- WHAT THE EXERCISE ASKS
Line count for "TransportError": state how many lines of the data below include it, and output nothing more.

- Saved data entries
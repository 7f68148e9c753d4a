//! CLI command handlers, one file per command.

mod create;
mod delete;
mod fetch;
mod list;

pub use create::run_create;
pub use delete::run_delete;
pub use fetch::run_fetch;
pub use list::run_list;

#[cfg(test)]
pub(crate) use create::parse_accounts;
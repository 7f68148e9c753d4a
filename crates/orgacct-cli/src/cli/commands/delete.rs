//! `orgacct delete <id> --version N` – delete an account.

use anyhow::Result;
use orgacct_core::Client;
use uuid::Uuid;

pub fn run_delete(client: &Client, id: Uuid, version: i64) -> Result<()> {
    client.delete(id, version)?;
    println!("Deleted account {id}");
    Ok(())
}
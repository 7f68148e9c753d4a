//! `orgacct list` – show accounts as a table.

use anyhow::Result;
use orgacct_core::{Client, ListOptions};

pub fn run_list(client: &Client, page_number: Option<u32>, page_size: Option<u32>) -> Result<()> {
    let mut options = ListOptions::new();
    if let Some(n) = page_number {
        options = options.page_number(n);
    }
    if let Some(s) = page_size {
        options = options.page_size(s);
    }

    let accounts = client.list(&options)?;
    if accounts.is_empty() {
        println!("No accounts.");
        return Ok(());
    }
    println!("{:<38} {:<8} {:<8} {}", "ID", "VERSION", "COUNTRY", "NAME");
    for a in accounts {
        println!(
            "{:<38} {:<8} {:<8} {}",
            a.id,
            a.version,
            a.attributes.country,
            a.attributes.name.join(" ")
        );
    }
    Ok(())
}
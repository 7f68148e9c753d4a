//! HTTP request/response values and the transport seam.
//!
//! A `Request` owns its encoded body as a byte buffer, so the same request can
//! be sent any number of times by the retry loop without re-encoding.

mod curl;

pub use self::curl::CurlTransport;

use crate::cancel::CancelToken;
use crate::retry::TransportError;
use std::fmt;

/// HTTP methods used by the accounts API.
#[derive(Debug, Clone, Copy, PartialEq, Eq)]
pub enum Method {
    Get,
    Post,
    Delete,
}

impl Method {
    pub fn as_str(&self) -> &'static str {
        match self {
            Method::Get => "GET",
            Method::Post => "POST",
            Method::Delete => "DELETE",
        }
    }
}

impl fmt::Display for Method {
    fn fmt(&self, f: &mut fmt::Formatter<'_>) -> fmt::Result {
        f.write_str(self.as_str())
    }
}

/// One logical request. The body is fully buffered before any attempt is made.
#[derive(Debug, Clone)]
pub struct Request {
    pub method: Method,
    pub url: String,
    pub body: Option<Vec<u8>>,
}

impl Request {
    pub fn new(method: Method, url: impl Into<String>) -> Self {
        Self {
            method,
            url: url.into(),
            body: None,
        }
    }

    /// Attach an already-encoded JSON body.
    pub fn with_body(mut self, body: Vec<u8>) -> Self {
        self.body = Some(body);
        self
    }
}

/// A complete response: status code plus the whole body read off the wire.
#[derive(Debug, Clone, PartialEq, Eq)]
pub struct Response {
    pub status: u16,
    pub body: Vec<u8>,
}

impl Response {
    pub fn new(status: u16, body: impl Into<Vec<u8>>) -> Self {
        Self {
            status,
            body: body.into(),
        }
    }

    pub fn is_success(&self) -> bool {
        (200..300).contains(&self.status)
    }
}

/// Sends a single physical request. Implementations never retry.
///
/// `cancel`, when given, must be observed during network I/O so a cancelled call
/// returns promptly with `TransportError::Aborted`.
pub trait Transport: Send + Sync {
    fn send(&self, request: &Request, cancel: Option<&CancelToken>)
        -> Result<Response, TransportError>;
}
//! Shared helpers for integration tests: tiny blocking HTTP servers and fixtures.

#![allow(dead_code)]

pub mod accounts_server;
pub mod status_server;

use orgacct_core::config::{ClientConfig, RetryConfig};
use orgacct_core::{AccountAttributes, OrganisationAccount};
use std::io::{Read, Write};
use std::net::TcpStream;
use std::time::Duration;
use uuid::Uuid;

pub const ORGANISATION_ID: &str = "eb0bd6f5-c3f5-44b2-b677-acd23cdde73c";

const FIXTURE_IDS: [&str; 5] = [
    "a9e3b971-a241-4930-a09f-a7c04bf394fe",
    "3c76048a-2024-4917-b911-1b3e88fccfb3",
    "5e4a1d3c-8f1b-4d7a-9b0e-2f6c1a7d9e10",
    "7b2f9c44-61d3-4e8a-8a55-0c9d3e2b1f6a",
    "c1d8e2f3-4a5b-4c6d-8e7f-9a0b1c2d3e4f",
];

/// Five valid accounts in creation order.
pub fn fixtures() -> Vec<OrganisationAccount> {
    FIXTURE_IDS
        .iter()
        .enumerate()
        .map(|(i, id)| account(id, &format!("Holder {}", i + 1)))
        .collect()
}

pub fn account(id: &str, holder: &str) -> OrganisationAccount {
    OrganisationAccount::new(
        Uuid::parse_str(id).unwrap(),
        Uuid::parse_str(ORGANISATION_ID).unwrap(),
        AccountAttributes {
            country: "GB".into(),
            base_currency: Some("GBP".into()),
            bank_id: Some("400300".into()),
            bank_id_code: Some("GBDSC".into()),
            bic: Some("NWBKGB22".into()),
            name: vec![holder.to_string()],
            joint_account: Some(false),
            ..Default::default()
        },
    )
}

/// Config pointing at `base_url` with millisecond backoff and the given ceiling.
pub fn fast_config(base_url: &str, max_elapsed_ms: u64) -> ClientConfig {
    ClientConfig {
        base_url: base_url.to_string(),
        request_timeout_secs: 5,
        connect_timeout_secs: 2,
        retry: Some(RetryConfig {
            initial_interval_ms: 10,
            multiplier: 2.0,
            randomization_factor: 0.0,
            max_interval_ms: 100,
            max_elapsed_ms,
            ..RetryConfig::default()
        }),
    }
}

/// A parsed HTTP/1.1 request: method, path, raw query (if any) and body.
pub struct HttpRequest {
    pub method: String,
    pub path: String,
    pub query: Option<String>,
    pub body: Vec<u8>,
}

impl HttpRequest {
    pub fn query_param(&self, name: &str) -> Option<String> {
        let query = self.query.as_deref()?;
        url::form_urlencoded::parse(query.as_bytes())
            .find(|(k, _)| k == name)
            .map(|(_, v)| v.into_owned())
    }
}

/// Reads one request (head plus Content-Length body). None if the peer hung up.
pub fn read_request(stream: &mut TcpStream) -> Option<HttpRequest> {
    let _ = stream.set_read_timeout(Some(Duration::from_secs(5)));
    let mut data = Vec::new();
    let mut buf = [0u8; 4096];
    let head_end = loop {
        if let Some(pos) = find(&data, b"\r\n\r\n") {
            break pos;
        }
        match stream.read(&mut buf) {
            Ok(0) | Err(_) => return None,
            Ok(n) => data.extend_from_slice(&buf[..n]),
        }
    };

    let head = std::str::from_utf8(&data[..head_end]).ok()?.to_string();
    let mut lines = head.lines();
    let mut request_line = lines.next()?.split_whitespace();
    let method = request_line.next()?.to_string();
    let target = request_line.next()?.to_string();

    let content_length = lines
        .filter_map(|l| l.split_once(':'))
        .find(|(name, _)| name.trim().eq_ignore_ascii_case("content-length"))
        .and_then(|(_, v)| v.trim().parse::<usize>().ok())
        .unwrap_or(0);

    let mut body = data[head_end + 4..].to_vec();
    while body.len() < content_length {
        match stream.read(&mut buf) {
            Ok(0) | Err(_) => return None,
            Ok(n) => body.extend_from_slice(&buf[..n]),
        }
    }
    body.truncate(content_length);

    let (path, query) = match target.split_once('?') {
        Some((p, q)) => (p.to_string(), Some(q.to_string())),
        None => (target, None),
    };
    Some(HttpRequest {
        method,
        path,
        query,
        body,
    })
}

pub fn write_response(stream: &mut TcpStream, status: u16, body: &[u8]) {
    let head = format!(
        "HTTP/1.1 {} {}\r\nContent-Type: application/vnd.api+json\r\nContent-Length: {}\r\nConnection: close\r\n\r\n",
        status,
        reason(status),
        body.len()
    );
    let _ = stream.write_all(head.as_bytes());
    let _ = stream.write_all(body);
    let _ = stream.flush();
}

pub fn error_body(message: &str) -> Vec<u8> {
    serde_json::to_vec(&serde_json::json!({ "error_message": message })).unwrap()
}

fn reason(status: u16) -> &'static str {
    match status {
        200 => "OK",
        201 => "Created",
        204 => "No Content",
        400 => "Bad Request",
        404 => "Not Found",
        409 => "Conflict",
        429 => "Too Many Requests",
        500 => "Internal Server Error",
        502 => "Bad Gateway",
        503 => "Service Unavailable",
        504 => "Gateway Timeout",
        _ => "Unknown",
    }
}

fn find(haystack: &[u8], needle: &[u8]) -> Option<usize> {
    haystack.windows(needle.len()).position(|w| w == needle)
}
//! Classify HTTP status codes as retriable or terminal.

/// Status codes the accounts API uses for transient conditions:
/// rate limited, internal error, unavailable, gateway timeout.
pub const DEFAULT_RETRIABLE_STATUSES: [u16; 4] = [429, 500, 503, 504];

/// True if `status` is in the default retriable set.
pub fn is_retriable(status: u16) -> bool {
    DEFAULT_RETRIABLE_STATUSES.contains(&status)
}

/// Immutable set of retriable status codes owned by one `RetryPolicy`.
#[derive(Debug, Clone, PartialEq, Eq)]
pub struct RetriableStatuses(Vec<u16>);

impl RetriableStatuses {
    pub fn new(codes: impl IntoIterator<Item = u16>) -> Self {
        let mut codes: Vec<u16> = codes.into_iter().collect();
        codes.sort_unstable();
        codes.dedup();
        Self(codes)
    }

    pub fn contains(&self, status: u16) -> bool {
        self.0.binary_search(&status).is_ok()
    }

    pub fn codes(&self) -> &[u16] {
        &self.0
    }
}

impl Default for RetriableStatuses {
    fn default() -> Self {
        Self::new(DEFAULT_RETRIABLE_STATUSES)
    }
}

- WRITTEN SOLUTION
3